Posted tagged ‘ways to mitigate feelings of imperfection’

Shrink-free Ways To Shrink Inadequacy

May 13, 2010

Stuck

A chronic issue for ManicDDaily types is how to handle gnawing (as in ravenously persistent) feelings of inadequacy and imperfection–not how to address the reasons for such feelings (whether temperamental or circumstantial), but how to lessen them.  This is a subject upon which I’ve done much research, and I’ve developed  the following four more or less, do-it-yourself methods; methods that do not require professional help.

Four Shrink-Free Ways To Shrink Inadequacy

1. Be perfect at all times.

2.  Failing that, think of yourself as absolutely perfect at all times.  (I hate to sound sexist, but this seems to be an easier method for men than women, or at least for baby-boomer women.)

3.  If you can’t be perfect, and you can’t think of yourself as perfect, own up to the imperfection; resign yourself to it:  you made a mistake; you have certain failings.   So what?

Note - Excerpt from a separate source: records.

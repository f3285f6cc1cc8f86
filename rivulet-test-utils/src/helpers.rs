// Copyright 2025 Umberto Gotti <umberto.gotti@umbertogotti.dev>
// Licensed under the Apache License, Version 2.0
// http://www.apache.org/licenses/LICENSE-2.0

use futures::stream::{Stream, StreamExt};
use rivulet_core::StreamItem;
use std::time::Duration;
use tokio::time::{sleep, timeout};

/// Asserts that `stream` yields nothing within `timeout_ms`.
///
/// The stream is polled before the sleep, so items already sitting in a source channel
/// are always pulled into the operator under test, even with a zero timeout.
pub async fn assert_no_element_emitted<S, T>(stream: &mut S, timeout_ms: u64)
where
    S: Stream<Item = T> + Unpin,
{
    tokio::select! {
        biased;
        _state = stream.next() => {
            panic!("Unexpected element emitted, expected no output.");
        }
        _ = sleep(Duration::from_millis(timeout_ms)) => {
        }
    }
}

/// Waits up to `timeout_ms` for the next item of `stream`.
///
/// # Panics
///
/// Panics if the stream ends or nothing arrives in time.
pub async fn unwrap_stream<S, T>(stream: &mut S, timeout_ms: u64) -> StreamItem<T>
where
    S: Stream<Item = StreamItem<T>> + Unpin,
{
    match timeout(Duration::from_millis(timeout_ms), stream.next()).await {
        Ok(Some(item)) => item,
        Ok(None) => panic!("Stream ended before an element was emitted"),
        Err(_) => panic!("Timeout: no element emitted within {timeout_ms}ms"),
    }
}

/// Asserts that `stream` ends within `timeout_ms`.
pub async fn assert_stream_ended<S, T>(stream: &mut S, timeout_ms: u64)
where
    S: Stream<Item = T> + Unpin,
{
    match timeout(Duration::from_millis(timeout_ms), stream.next()).await {
        Ok(None) => {}
        Ok(Some(_)) => panic!("Expected the stream to end, but it emitted an element"),
        Err(_) => panic!("Timeout: stream did not end within {timeout_ms}ms"),
    }
}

Try not to get stuck in a mire of analyzing, denying, justifying, defending, self-mortifying, not to be a tire in mud, spinning spinning spinning the same old muck around.  Yes, you may have made a mistake; no, you may not have.  Whatever.  The fact is that skillful conduct and good intentions don’t always translate into happy results, no matter what.  (Think of all the times you organized a picnic and then it rained.  Don’t, like me, be the kind of person who apologizes for storm clouds.  And then to storm clouds.)

4.    Maintain old friendships.   When you are chewing the rawhide (your raw hide) of a failing, an old friend is probably the best person to help you digest it.    Family members may also help, but they are more likely to veer between the overly candid, as in “why in the world did you do that?”, to the solicitously duplicitous as in: “of course, it’s not your fault: it’s never your fault.” Husbands or wives can be particularly difficult;  they will often give advice on how to resolve whatever is troubling you instead of just listening to you go on (and on and on) about it.

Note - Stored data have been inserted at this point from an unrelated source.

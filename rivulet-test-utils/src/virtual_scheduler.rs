// Copyright 2025 Umberto Gotti <umberto.gotti@umbertogotti.dev>
// Licensed under the Apache License, Version 2.0
// http://www.apache.org/licenses/LICENSE-2.0

//! Deterministic scheduler driven by a virtual clock.
//!
//! Nothing runs on its own: tasks fire only while the test calls [`VirtualScheduler::advance`]
//! (or one of its variants), in due-time order, ties broken by scheduling order. A task
//! scheduled with a zero delay therefore waits for the next `advance`, which models
//! "everything pushed in the same turn is seen before the timer fires".

use parking_lot::Mutex;
use rivulet_core::Result;
use rivulet_runtime::scheduler::{ScheduledTask, Scheduler, TimerHandle};
use std::collections::BTreeMap;
use std::sync::Arc;
use std::time::Duration;

#[derive(Default)]
struct VirtualClock {
    now: Duration,
    next_seq: u64,
    queue: BTreeMap<(Duration, u64), (TimerHandle, ScheduledTask)>,
}

#[derive(Clone, Default)]
pub struct VirtualScheduler {
    clock: Arc<Mutex<VirtualClock>>,
}

impl VirtualScheduler {
    #[must_use]
    pub fn new() -> Self {
        Self::default()
    }

    /// Current virtual time, measured from the scheduler's creation.
    #[must_use]
    pub fn now(&self) -> Duration {
        self.clock.lock().now
    }

    /// Number of scheduled tasks that have neither fired nor been cancelled.
    #[must_use]
    pub fn pending_timers(&self) -> usize {
        self.clock
            .lock()
            .queue
            .values()
            .filter(|(handle, _)| !handle.is_cancelled())
            .count()
    }

    /// Moves the clock forward by `by`, running every task that falls due on the way,
    /// including tasks scheduled by those tasks.
    ///
    /// # Errors
    ///
    /// Stops at the first failing task and returns its error; the clock then stays at
    /// that task's due time.
    pub fn advance(&self, by: Duration) -> Result<()> {
        let target = self.now() + by;
        self.advance_to(target)
    }

    /// Like [`advance`](Self::advance) but with an absolute target time.
    ///
    /// # Errors
    ///
    /// Returns the error of the first failing task.
    pub fn advance_to(&self, target: Duration) -> Result<()> {
        loop {
            let next = {
                let mut clock = self.clock.lock();
                match clock.queue.first_key_value() {
                    Some((&(due, _), _)) if due <= target => {
                        clock.now = clock.now.max(due);
                        clock.queue.pop_first()
                    }
                    _ => None,
                }
            };

            // The lock is released before running: tasks schedule follow-up timers.
            match next {
                Some((_, (handle, task))) => {
                    if handle.fire() {
                        task()?;
                    }
                }
                None => break,
            }
        }

        let mut clock = self.clock.lock();
        clock.now = clock.now.max(target);
        Ok(())
    }

    /// Runs tasks that are already due without moving the clock.
    ///
    /// # Errors
    ///
    /// Returns the error of the first failing task.
    pub fn run_due(&self) -> Result<()> {
        self.advance(Duration::ZERO)
    }

    /// Advances until no task is left.
    ///
    /// # Errors
    ///
    /// Returns the error of the first failing task.
    pub fn run_until_idle(&self) -> Result<()> {
        loop {
            let next_due = self.clock.lock().queue.keys().next().map(|&(due, _)| due);
            match next_due {
                Some(due) => self.advance_to(due)?,
                None => return Ok(()),
            }
        }
    }
}

impl Scheduler for VirtualScheduler {
    fn schedule_once(&self, delay: Duration, task: ScheduledTask) -> TimerHandle {
        let handle = TimerHandle::new();
        let mut clock = self.clock.lock();
        let due = clock.now + delay;
        let seq = clock.next_seq;
        clock.next_seq += 1;
        clock.queue.insert((due, seq), (handle.clone(), task));
        handle
    }
}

Old friends, in contrast, will listen, cluck with true, but discerning, sympathy, and then move on to the next topic.  Which is exactly what you need to do.

What about new friends? It’s a bit harder to trust them.  Oh, they probably will not spill your confidences—but will they like you when they know how imperfect you are?!?

While old friends… old friends… they have known that you were imperfect for a very long time, and still will take your call.